START Supplied entries

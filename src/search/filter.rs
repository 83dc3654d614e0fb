//! Cross-charset deduplication

use std::sync::Arc;

use super::Charset;

/// Skips candidates that an already exhausted charset of the same length
/// has covered.
///
/// A candidate is skipped when a single completed charset contains all of its
/// bytes. With nested catalogs (each charset a superset of the last) this is
/// the same as asking whether each byte belongs to some completed charset, and
/// it stays correct when charsets are not nested.
#[derive(Debug, Default, Clone)]
pub struct DedupFilter {
    completed: Vec<Arc<Charset>>,
}

impl DedupFilter {
    pub fn new() -> Self {
        Self::default()
    }

    /// Record a charset whose cycle for the current length is finished
    pub fn complete(&mut self, charset: Arc<Charset>) {
        if !self.completed.iter().any(|c| **c == *charset) {
            self.completed.push(charset);
        }
    }

    /// Forget completed charsets; call when the length changes
    pub fn reset(&mut self) {
        self.completed.clear();
    }

    pub fn completed(&self) -> &[Arc<Charset>] {
        &self.completed
    }

    pub fn should_skip(&self, candidate: &[u8]) -> bool {
        self.completed.iter().any(|c| c.contains_all(candidate))
    }
}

END Supplied entries

In the entries, find the line containing "the length changes" and output it and all remaining lines exactly.

    /// Forget completed charsets; call when the length changes
    pub fn reset(&mut self) {
        self.completed.clear();
    }

    pub fn completed(&self) -> &[Arc<Charset>] {
        &self.completed
    }

    pub fn should_skip(&self, candidate: &[u8]) -> bool {
        self.completed.iter().any(|c| c.contains_all(candidate))
    }
}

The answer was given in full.